Aim of the exercise – Which lines run from the line with "cell.count, &cell.bounds, &cell.mean_color, confidence);" through the line with "c.label == label);" in the entries below? Print them exactly, both ends included, and nothing more.

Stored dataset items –
┏━━
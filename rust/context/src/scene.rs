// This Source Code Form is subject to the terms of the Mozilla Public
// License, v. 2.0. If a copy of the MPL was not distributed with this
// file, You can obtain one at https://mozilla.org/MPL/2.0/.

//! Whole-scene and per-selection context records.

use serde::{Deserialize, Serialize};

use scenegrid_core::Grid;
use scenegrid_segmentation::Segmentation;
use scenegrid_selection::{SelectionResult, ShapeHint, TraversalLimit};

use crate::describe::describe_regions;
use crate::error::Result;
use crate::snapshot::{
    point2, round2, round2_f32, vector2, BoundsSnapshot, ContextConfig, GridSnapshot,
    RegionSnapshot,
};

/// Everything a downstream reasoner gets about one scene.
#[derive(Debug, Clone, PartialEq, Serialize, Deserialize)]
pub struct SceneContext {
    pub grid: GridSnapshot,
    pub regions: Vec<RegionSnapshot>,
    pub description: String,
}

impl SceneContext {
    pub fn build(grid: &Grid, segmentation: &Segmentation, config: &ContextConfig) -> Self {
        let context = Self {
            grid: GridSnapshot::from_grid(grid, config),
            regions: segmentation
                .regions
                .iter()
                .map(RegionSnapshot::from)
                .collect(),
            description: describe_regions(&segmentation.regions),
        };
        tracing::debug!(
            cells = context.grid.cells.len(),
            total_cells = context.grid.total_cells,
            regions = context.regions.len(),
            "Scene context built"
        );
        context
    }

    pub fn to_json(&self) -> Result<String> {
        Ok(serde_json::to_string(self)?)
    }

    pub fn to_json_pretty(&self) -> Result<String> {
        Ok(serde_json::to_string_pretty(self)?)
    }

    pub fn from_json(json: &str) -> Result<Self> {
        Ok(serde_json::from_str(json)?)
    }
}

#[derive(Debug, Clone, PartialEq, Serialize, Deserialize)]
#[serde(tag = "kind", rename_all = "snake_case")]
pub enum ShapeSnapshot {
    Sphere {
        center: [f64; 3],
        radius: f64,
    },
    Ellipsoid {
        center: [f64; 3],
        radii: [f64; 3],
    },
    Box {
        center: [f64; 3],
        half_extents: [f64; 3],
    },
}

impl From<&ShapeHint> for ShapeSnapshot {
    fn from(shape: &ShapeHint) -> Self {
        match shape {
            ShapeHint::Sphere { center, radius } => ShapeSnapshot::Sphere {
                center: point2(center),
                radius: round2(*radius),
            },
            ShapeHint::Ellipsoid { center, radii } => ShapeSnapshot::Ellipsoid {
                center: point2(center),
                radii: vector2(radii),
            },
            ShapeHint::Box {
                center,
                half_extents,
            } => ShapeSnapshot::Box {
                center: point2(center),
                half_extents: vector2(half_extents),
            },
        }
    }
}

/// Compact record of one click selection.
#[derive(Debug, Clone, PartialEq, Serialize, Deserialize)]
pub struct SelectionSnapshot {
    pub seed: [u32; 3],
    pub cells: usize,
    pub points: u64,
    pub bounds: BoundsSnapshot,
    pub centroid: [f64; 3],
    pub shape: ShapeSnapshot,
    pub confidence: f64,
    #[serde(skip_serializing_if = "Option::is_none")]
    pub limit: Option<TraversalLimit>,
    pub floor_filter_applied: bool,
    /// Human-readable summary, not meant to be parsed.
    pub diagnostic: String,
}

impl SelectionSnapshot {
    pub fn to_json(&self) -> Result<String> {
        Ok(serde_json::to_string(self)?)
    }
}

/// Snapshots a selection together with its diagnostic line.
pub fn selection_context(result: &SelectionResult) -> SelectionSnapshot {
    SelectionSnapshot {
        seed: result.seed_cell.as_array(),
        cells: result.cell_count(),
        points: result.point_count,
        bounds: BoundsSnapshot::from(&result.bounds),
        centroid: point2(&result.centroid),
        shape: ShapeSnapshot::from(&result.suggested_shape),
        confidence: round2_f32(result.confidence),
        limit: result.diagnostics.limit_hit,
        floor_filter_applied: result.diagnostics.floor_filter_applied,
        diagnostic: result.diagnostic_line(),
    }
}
┗━━
┏━━
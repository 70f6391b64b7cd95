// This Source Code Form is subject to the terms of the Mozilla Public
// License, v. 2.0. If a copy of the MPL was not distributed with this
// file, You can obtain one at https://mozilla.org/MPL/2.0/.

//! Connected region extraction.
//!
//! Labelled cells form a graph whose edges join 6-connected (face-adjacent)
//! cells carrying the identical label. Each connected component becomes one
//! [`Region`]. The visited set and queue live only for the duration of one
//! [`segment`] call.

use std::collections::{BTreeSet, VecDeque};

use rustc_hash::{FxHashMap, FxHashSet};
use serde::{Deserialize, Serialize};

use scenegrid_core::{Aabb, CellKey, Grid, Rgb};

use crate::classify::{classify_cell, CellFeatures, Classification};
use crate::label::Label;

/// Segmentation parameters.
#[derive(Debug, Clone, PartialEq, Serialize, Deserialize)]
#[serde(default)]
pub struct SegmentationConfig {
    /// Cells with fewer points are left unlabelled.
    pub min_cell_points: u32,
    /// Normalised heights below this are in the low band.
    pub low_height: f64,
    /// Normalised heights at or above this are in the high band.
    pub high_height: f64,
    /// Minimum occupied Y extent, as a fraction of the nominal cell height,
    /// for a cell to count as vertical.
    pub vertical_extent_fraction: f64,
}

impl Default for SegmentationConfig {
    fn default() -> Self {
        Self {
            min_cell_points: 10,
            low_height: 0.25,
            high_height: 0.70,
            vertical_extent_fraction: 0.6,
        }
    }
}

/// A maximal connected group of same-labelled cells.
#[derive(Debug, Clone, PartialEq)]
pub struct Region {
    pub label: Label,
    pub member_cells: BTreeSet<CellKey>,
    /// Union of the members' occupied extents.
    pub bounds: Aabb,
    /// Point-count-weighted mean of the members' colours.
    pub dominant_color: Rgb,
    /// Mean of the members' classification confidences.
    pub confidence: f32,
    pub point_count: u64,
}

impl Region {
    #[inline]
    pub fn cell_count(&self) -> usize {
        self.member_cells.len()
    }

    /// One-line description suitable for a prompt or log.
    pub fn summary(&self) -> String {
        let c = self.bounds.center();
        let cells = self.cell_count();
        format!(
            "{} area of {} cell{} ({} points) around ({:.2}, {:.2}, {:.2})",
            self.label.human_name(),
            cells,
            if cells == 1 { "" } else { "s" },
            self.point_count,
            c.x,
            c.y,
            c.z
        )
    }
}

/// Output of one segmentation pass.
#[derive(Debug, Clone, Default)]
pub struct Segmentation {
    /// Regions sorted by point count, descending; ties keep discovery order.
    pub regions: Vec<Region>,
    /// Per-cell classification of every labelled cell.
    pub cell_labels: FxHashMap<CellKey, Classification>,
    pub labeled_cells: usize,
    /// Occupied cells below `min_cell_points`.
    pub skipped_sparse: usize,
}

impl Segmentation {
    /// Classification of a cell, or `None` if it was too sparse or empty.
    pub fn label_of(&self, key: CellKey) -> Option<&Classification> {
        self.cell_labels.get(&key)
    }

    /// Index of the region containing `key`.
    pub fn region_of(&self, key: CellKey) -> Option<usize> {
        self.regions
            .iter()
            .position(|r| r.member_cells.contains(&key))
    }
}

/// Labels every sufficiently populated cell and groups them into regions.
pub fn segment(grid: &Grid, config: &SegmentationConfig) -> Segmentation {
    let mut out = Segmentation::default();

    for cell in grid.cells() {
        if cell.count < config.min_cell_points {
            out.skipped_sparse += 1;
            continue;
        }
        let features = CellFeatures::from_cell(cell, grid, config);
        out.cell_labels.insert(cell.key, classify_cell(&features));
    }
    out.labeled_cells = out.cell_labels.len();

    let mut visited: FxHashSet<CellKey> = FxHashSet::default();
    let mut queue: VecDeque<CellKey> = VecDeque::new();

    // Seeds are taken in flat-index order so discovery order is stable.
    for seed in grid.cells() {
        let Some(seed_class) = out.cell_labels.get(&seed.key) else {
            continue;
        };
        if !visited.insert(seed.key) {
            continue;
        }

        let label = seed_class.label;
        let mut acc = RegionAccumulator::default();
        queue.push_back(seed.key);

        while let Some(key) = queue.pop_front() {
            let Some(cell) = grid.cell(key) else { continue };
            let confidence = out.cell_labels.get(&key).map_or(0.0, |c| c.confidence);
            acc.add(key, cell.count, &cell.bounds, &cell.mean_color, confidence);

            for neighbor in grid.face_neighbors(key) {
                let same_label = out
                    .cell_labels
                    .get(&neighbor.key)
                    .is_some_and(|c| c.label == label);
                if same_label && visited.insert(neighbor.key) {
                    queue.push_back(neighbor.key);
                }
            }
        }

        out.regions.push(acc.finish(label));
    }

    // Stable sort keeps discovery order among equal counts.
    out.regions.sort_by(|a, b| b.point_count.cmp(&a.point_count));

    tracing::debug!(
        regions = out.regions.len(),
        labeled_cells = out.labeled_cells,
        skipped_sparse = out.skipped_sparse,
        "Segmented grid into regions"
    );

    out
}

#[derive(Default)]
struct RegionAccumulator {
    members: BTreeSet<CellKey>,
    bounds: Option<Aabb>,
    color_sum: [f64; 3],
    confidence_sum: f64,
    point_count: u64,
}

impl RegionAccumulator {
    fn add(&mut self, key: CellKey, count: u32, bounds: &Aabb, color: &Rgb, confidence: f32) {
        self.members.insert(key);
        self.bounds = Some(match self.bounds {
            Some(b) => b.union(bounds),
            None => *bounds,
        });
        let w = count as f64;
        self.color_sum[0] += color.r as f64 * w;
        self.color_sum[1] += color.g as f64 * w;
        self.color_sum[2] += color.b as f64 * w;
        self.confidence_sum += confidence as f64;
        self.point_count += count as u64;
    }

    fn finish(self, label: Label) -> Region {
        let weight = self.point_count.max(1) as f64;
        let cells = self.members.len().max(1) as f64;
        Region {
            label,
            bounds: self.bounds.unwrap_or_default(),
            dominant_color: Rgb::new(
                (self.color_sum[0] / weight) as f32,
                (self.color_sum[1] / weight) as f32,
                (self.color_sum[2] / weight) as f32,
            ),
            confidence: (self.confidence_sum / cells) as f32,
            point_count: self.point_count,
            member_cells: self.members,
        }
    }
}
┗━━
Exercise output –
            acc.add(key, cell.count, &cell.bounds, &cell.mean_color, confidence);

            for neighbor in grid.face_neighbors(key) {
                let same_label = out
                    .cell_labels
                    .get(&neighbor.key)
                    .is_some_and(|c| c.label == label);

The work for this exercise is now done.